Feedback from one-on-one interviews with RNs ranged from simple irritation to notable frustration.
 
“Medical residents,” said one, “are for the most part … in big need of learning how to talk to people. (They) think they walk on water. And they’re the lowest on the totem pole. They are at times rude … and obnoxious. Some of us are old enough to be their mothers. You just don’t do things like that.”
 
Another nurse described a situation with an intern who had ordered a medication dose she recognized as potentially lethal “and probably should never have been ordered.”
 
After confronting the intern, “he said to me, ‘I suggest that you read up on that a little bit more and that you call the pharmacy and work it out,’ which then … puts the red flags up. And if you have a license at stake, then you have to be … really aware of … the right thing to do,” she said.
 
Graham also observed morning rounds, and was particularly interested watching the way a registered nurse from Germany in her early fifties inserted herself into a session—and medical students’ reaction.
 
“When the attending physician comes out of a hospital room during morning rounds, the interns and residents typically make a circle around him/her to discuss the patient’s status, while the RN caring for that patient usually stands nearby in case there are questions,” said Graham. “But this RN stood inside the circle, and it clearly made the interns very uncomfortable. Physically, they inched away from her. They never looked at her. They talked to one another and the attending physician, but never to her. It was clear they didn’t know how to deal with her.

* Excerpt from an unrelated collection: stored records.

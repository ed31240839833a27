//! Query settings, read from a TOML file's `[graphql]` section, with
//! defaults for everything not configured.

use serde::{Deserialize, Serialize};
use std::fmt;
use std::path::Path;
use std::str::FromStr;
use tracing::{info, warn};

use crate::error::Result;

pub const DEFAULT_MAX_DEPTH: usize = 100;
pub const DEFAULT_MAX_NUMBER_OF_RESULTS: usize = 1000;
pub const DEFAULT_NUMBER_OF_RESULTS: usize = 100;

/// How requests for more than the maximum number of results are handled.
#[derive(Debug, Clone, Copy, Default, PartialEq, Eq, Serialize, Deserialize)]
#[serde(rename_all = "lowercase")]
pub enum ResultCountMode {
    /// Decided by the host environment: enabled in development, disabled
    /// otherwise.
    #[default]
    Default,
    /// Oversized requests are rejected.
    Enabled,
    /// Oversized requests are logged and allowed.
    Disabled,
}

impl ResultCountMode {
    /// Resolves [`ResultCountMode::Default`] for `environment`; other modes
    /// are returned unchanged.
    pub fn resolve(self, environment: HostEnvironment) -> Self {
        match self {
            Self::Default if environment.is_development() => Self::Enabled,
            Self::Default => Self::Disabled,
            other => other,
        }
    }
}

/// The environment the hosting application runs in.
#[derive(Debug, Clone, Copy, Default, PartialEq, Eq, Serialize, Deserialize)]
#[serde(rename_all = "lowercase")]
pub enum HostEnvironment {
    Development,
    Staging,
    #[default]
    Production,
}

impl HostEnvironment {
    pub fn is_development(&self) -> bool {
        matches!(self, Self::Development)
    }
}

impl fmt::Display for HostEnvironment {
    fn fmt(&self, f: &mut fmt::Formatter<'_>) -> fmt::Result {
        f.write_str(match self {
            Self::Development => "development",
            Self::Staging => "staging",
            Self::Production => "production",
        })
    }
}

impl FromStr for HostEnvironment {
    type Err = String;

    fn from_str(s: &str) -> std::result::Result<Self, Self::Err> {
        match s.to_ascii_lowercase().as_str() {
            "development" | "dev" => Ok(Self::Development),
            "staging" => Ok(Self::Staging),
            "production" | "prod" => Ok(Self::Production),
            other => Err(format!("unknown environment '{other}'")),
        }
    }
}

/// Limits and switches consumed by the query layer.
#[derive(Debug, Clone, PartialEq, Serialize, Deserialize)]
#[serde(rename_all = "kebab-case")]
pub struct QuerySettings {
    #[serde(default = "default_max_depth")]
    pub max_depth: usize,
    /// Upper bound on the computed query cost; unlimited when unset.
    #[serde(default, skip_serializing_if = "Option::is_none")]
    pub max_complexity: Option<u32>,
    /// Cost of a single field; see [`crate::DEFAULT_FIELD_IMPACT`].
    #[serde(default, skip_serializing_if = "Option::is_none")]
    pub field_impact: Option<f64>,
    #[serde(default = "default_max_number_of_results")]
    pub max_number_of_results: usize,
    #[serde(default)]
    pub max_number_of_results_validation_mode: ResultCountMode,
    #[serde(default = "default_number_of_results")]
    pub default_number_of_results: usize,
    /// Whether error details reach the caller; defaults to the development
    /// environment when unset.
    #[serde(default, skip_serializing_if = "Option::is_none")]
    pub expose_exceptions: Option<bool>,
}

fn default_max_depth() -> usize {
    DEFAULT_MAX_DEPTH
}

fn default_max_number_of_results() -> usize {
    DEFAULT_MAX_NUMBER_OF_RESULTS
}

fn default_number_of_results() -> usize {
    DEFAULT_NUMBER_OF_RESULTS
}

impl Default for QuerySettings {
    fn default() -> Self {
        Self {
            max_depth: DEFAULT_MAX_DEPTH,
            max_complexity: None,
            field_impact: None,
            max_number_of_results: DEFAULT_MAX_NUMBER_OF_RESULTS,
            max_number_of_results_validation_mode: ResultCountMode::Default,
            default_number_of_results: DEFAULT_NUMBER_OF_RESULTS,
            expose_exceptions: None,
        }
    }
}

/// Raw TOML structure of a settings file.
#[derive(Deserialize, Default)]
struct SettingsFile {
    #[serde(default)]
    graphql: QuerySettings,
}

impl QuerySettings {
    /// Parses settings from TOML text. Unknown keys are ignored; missing keys
    /// take their defaults.
    pub fn from_toml_str(contents: &str) -> Result<Self> {
        let file: SettingsFile = toml::from_str(contents)?;
        Ok(file.graphql)
    }

    /// Loads settings from `path`. A missing file yields the defaults; an
    /// unreadable or malformed file is logged and also yields the defaults.
    pub fn load_from(path: &Path) -> Self {
        if !path.exists() {
            info!("No query settings found at {:?}, using defaults", path);
            return Self::default();
        }

        match std::fs::read_to_string(path) {
            Ok(contents) => match Self::from_toml_str(&contents) {
                Ok(settings) => {
                    info!("Loaded query settings from {:?}", path);
                    settings
                }
                Err(e) => {
                    warn!(
                        "Failed to parse query settings {:?}: {}. Falling back to defaults.",
                        path, e
                    );
                    Self::default()
                }
            },
            Err(e) => {
                warn!("Failed to read query settings {:?}: {}", path, e);
                Self::default()
            }
        }
    }
}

It’s consistent with the institutional hierarchy that puts even third and fourth year medical students above RNs in the social/expertise hierarchy.”
 
After the Georgetown team’s initial observations, the hospital implemented a system allowing teams of caregivers to work together more consistently instead of rotating to different floors on different days. “That seemed to help minimize some of the tension and disagreement,” said Graham. 
 
In addition to her work on communication between healthcare providers, Graham’s research also examines doctor-patient interactions. She recently received a grant from the Tennessee Board of Regents to study healthcare disparities in minority populations, which she claims can often be a direct result of communicative differences. “For example, African-American patients in the South will sometimes say, ‘I’ve got the sugar,’ meaning they have diabetes,” explained Graham. “A doctor unaware of that expression may disregard it and miss a very important diagnostic variable, and this can have a dramatic impact on the plan of care. We don’t want that to happen.”
 
Graham also plans to replicate the “Hospitalk” study at a non-teaching hospital in the mid-South to determine if the patterns of communication between doctors and nurses are consistent with her earlier findings. “Everyone involved wants the same thing,” she said. “The challenge is to figure out how communication can be improved to make sure that the patient gets the best care and the best outcome possible.”